The intracellular distribution of a number of components has been investigated in rat liver, according to a fractionation scheme in which the mitochondrial fraction is divided into two subtractions. In most experiments, cytochrome oxidase, acid phosphatase and glucose 6-phosphatase were measured as reference enzymes for mitochondria, lysosomes and microsomes respectively. Glutamic, malic and [beta]-hydroxybutyric dehydrogenases, together with alkaline deoxyribonuclease (DNase I), were found to be associated essentially with the true mitochondria. In addition, the microsomal fraction contained about 10% excess of alkaline deoxyribonuclease over what could be expected from mitochondrial contamination, and a similar excess of malic dehydrogenase was found in the final supernatant.

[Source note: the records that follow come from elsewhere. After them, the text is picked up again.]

//! Quiescence gate for conversation context resets
//!
//! Classification calls read and append to each stage's conversation without
//! holding a global lock. A reset must not swap the conversation out from
//! under them, so it first closes the gate to new admissions, waits for the
//! in-flight count to reach zero, reloads, and then reopens the gate.
//!
//! The admission check and the counter increment happen under the same mutex
//! that `reset` uses to raise its flag, so no call can slip in between the flag
//! being raised and the reload finishing.

use factbot_telemetry::metrics::names;
use parking_lot::Mutex;
use serde::Serialize;
use std::future::Future;
use std::sync::atomic::{AtomicBool, AtomicU64, Ordering};
use std::time::{Duration, Instant};
use tokio::sync::Notify;
use tracing::{debug, info, warn};

/// Default interval after which a waiting reset reports a stalled drain
pub const DEFAULT_DRAIN_WARN_INTERVAL: Duration = Duration::from_secs(5);

#[derive(Debug, Default)]
struct GateState {
    in_flight: usize,
    resetting: bool,
}

/// Result of a [`QuiescenceGate::reset`] call
#[derive(Debug, Clone, Copy, PartialEq, Eq)]
pub enum ResetOutcome {
    /// This caller drained the gate and ran the reload
    Completed,
    /// Another reset was already running; nothing was done
    AlreadyRunning,
}

/// Point-in-time view of the gate
#[derive(Debug, Clone, Serialize)]
pub struct GateStatus {
    pub in_flight: usize,
    pub resetting: bool,
    pub drain_stalled: bool,
    pub resets_completed: u64,
}

/// Admission counter with a drain-before-reload barrier
pub struct QuiescenceGate {
    state: Mutex<GateState>,
    drained: Notify,
    drain_warn_interval: Duration,
    drain_stalled: AtomicBool,
    resets_completed: AtomicU64,
}

impl QuiescenceGate {
    /// Create an open gate
    pub fn new() -> Self {
        Self::with_drain_warn_interval(DEFAULT_DRAIN_WARN_INTERVAL)
    }

    /// Create an open gate with a custom stall reporting interval
    pub fn with_drain_warn_interval(drain_warn_interval: Duration) -> Self {
        Self {
            state: Mutex::new(GateState::default()),
            drained: Notify::new(),
            drain_warn_interval,
            drain_stalled: AtomicBool::new(false),
            resets_completed: AtomicU64::new(0),
        }
    }

    /// Admit one classification call.
    ///
    /// Returns `None` while a reset is in progress. The returned guard
    /// releases the admission when dropped, on every exit path.
    pub fn try_admit(&self) -> Option<Admission<'_>> {
        let mut state = self.state.lock();
        if state.resetting {
            return None;
        }
        state.in_flight += 1;
        metrics::gauge!(names::GATE_IN_FLIGHT).set(state.in_flight as f64);
        Some(Admission { gate: self })
    }

    fn release(&self) {
        let mut state = self.state.lock();
        debug_assert!(state.in_flight > 0, "admission released twice");
        state.in_flight = state.in_flight.saturating_sub(1);
        metrics::gauge!(names::GATE_IN_FLIGHT).set(state.in_flight as f64);
        let wake = state.in_flight == 0 && state.resetting;
        drop(state);

        if wake {
            self.drained.notify_waiters();
        }
    }

    /// Number of admitted calls not yet released
    pub fn in_flight(&self) -> usize {
        self.state.lock().in_flight
    }

    pub fn is_resetting(&self) -> bool {
        self.state.lock().resetting
    }

    /// Whether the running reset has waited past the stall interval
    pub fn is_drain_stalled(&self) -> bool {
        self.drain_stalled.load(Ordering::Relaxed)
    }

    pub fn status(&self) -> GateStatus {
        let state = self.state.lock();
        GateStatus {
            in_flight: state.in_flight,
            resetting: state.resetting,
            drain_stalled: self.drain_stalled.load(Ordering::Relaxed),
            resets_completed: self.resets_completed.load(Ordering::Relaxed),
        }
    }

    /// Close the gate, wait for quiescence, run `reload`, reopen.
    ///
    /// A caller arriving while another reset is running returns
    /// [`ResetOutcome::AlreadyRunning`] at once. There is no upper bound on the
    /// drain: a call that never completes keeps admissions blocked, which is
    /// reported through logs and the stall gauge rather than papered over.
    pub async fn reset<F, Fut>(&self, reload: F) -> ResetOutcome
    where
        F: FnOnce() -> Fut,
        Fut: Future<Output = ()>,
    {
        let in_flight = {
            let mut state = self.state.lock();
            if state.resetting {
                debug!("reset already in progress");
                return ResetOutcome::AlreadyRunning;
            }
            state.resetting = true;
            state.in_flight
        };
        let _flag = ResetFlag { gate: self };
        metrics::gauge!(names::GATE_RESETTING).set(1.0);

        info!(in_flight, "reset started, draining in-flight classifications");
        let started = Instant::now();
        self.wait_for_quiescence().await;
        debug!(waited_ms = started.elapsed().as_millis() as u64, "gate drained");

        reload().await;

        self.resets_completed.fetch_add(1, Ordering::Relaxed);
        metrics::counter!(names::RESETS_TOTAL).increment(1);
        info!(
            elapsed_ms = started.elapsed().as_millis() as u64,
            "reset complete, admissions reopened"
        );
        ResetOutcome::Completed
    }

    async fn wait_for_quiescence(&self) {
        let started = Instant::now();
        loop {
            let notified = self.drained.notified();
            tokio::pin!(notified);
            notified.as_mut().enable();

            if self.in_flight() == 0 {
                break;
            }

            if tokio::time::timeout(self.drain_warn_interval, notified)
                .await
                .is_err()
            {
                self.drain_stalled.store(true, Ordering::Relaxed);
                metrics::gauge!(names::GATE_DRAIN_STALLED).set(1.0);
                warn!(
                    in_flight = self.in_flight(),
                    waited_ms = started.elapsed().as_millis() as u64,
                    "reset drain stalled, admissions remain blocked"
                );
            }
        }

        if self.drain_stalled.swap(false, Ordering::Relaxed) {
            metrics::gauge!(names::GATE_DRAIN_STALLED).set(0.0);
        }
    }
}

impl Default for QuiescenceGate {
    fn default() -> Self {
        Self::new()
    }
}

/// Scoped admission; releases on drop
#[must_use = "dropping the admission releases it immediately"]
pub struct Admission<'a> {
    gate: &'a QuiescenceGate,
}

impl Drop for Admission<'_> {
    fn drop(&mut self) {
        self.gate.release();
    }
}

/// Clears the reset flag however the reset future ends
struct ResetFlag<'a> {
    gate: &'a QuiescenceGate,
}

impl Drop for ResetFlag<'_> {
    fn drop(&mut self) {
        self.gate.state.lock().resetting = false;
        metrics::gauge!(names::GATE_RESETTING).set(0.0);
    }
}
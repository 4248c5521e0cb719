//! FactBot Classifiers
//!
//! LLM-backed classification for chat moderation.
//!
//! Messages pass through two few-shot stages:
//! - Validity: is the message a readable, non-abusive statement?
//! - Accuracy: does the statement contain misinformation?
//!
//! Each stage keeps its own conversation context, which grows with live
//! traffic and is periodically reloaded from its seed. The
//! [`QuiescenceGate`] makes those reloads wait for in-flight calls to drain
//! without serializing ordinary classification traffic.

pub mod chain;
pub mod gate;
pub mod profile;
pub mod settings;
pub mod stage;

pub use chain::StageChain;
pub use gate::{Admission, GateStatus, QuiescenceGate, ResetOutcome};
pub use profile::{StageKind, StageProfile, TagKeyword};
pub use settings::{StageSettings, StagesConfig};
pub use stage::ClassificationStage;

/// Prelude for convenient imports
pub mod prelude {
    pub use crate::chain::StageChain;
    pub use crate::gate::{QuiescenceGate, ResetOutcome};
    pub use crate::profile::{StageKind, StageProfile};
    pub use crate::settings::StageSettings;
    pub use crate::stage::ClassificationStage;
}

As observed before, acid deoxyribonuclease (DNase II), which was measured here by an improved technique, showed a lysosomal distribution. About two-thirds of the easily detachable iron of liver tissue was recovered in the final supernatant. The remainder was distributed diffusely amongst all participate fractions, with a significant peak in the light mitochondrial fraction, which is richest in lysosomes. The iron content of this fraction was correlated with its acid phosphatase activity. These results support the contention, based on electron-microscope observations, that particles loaded with ferritin are concentrated together with lysosomes. After administration of iron, the iron content of all fractions was augmented; the greatest increase occurred in the nuclear and heavy mitochondrial fractions, in which the iron was probably present in the form of gross haemosiderin granules.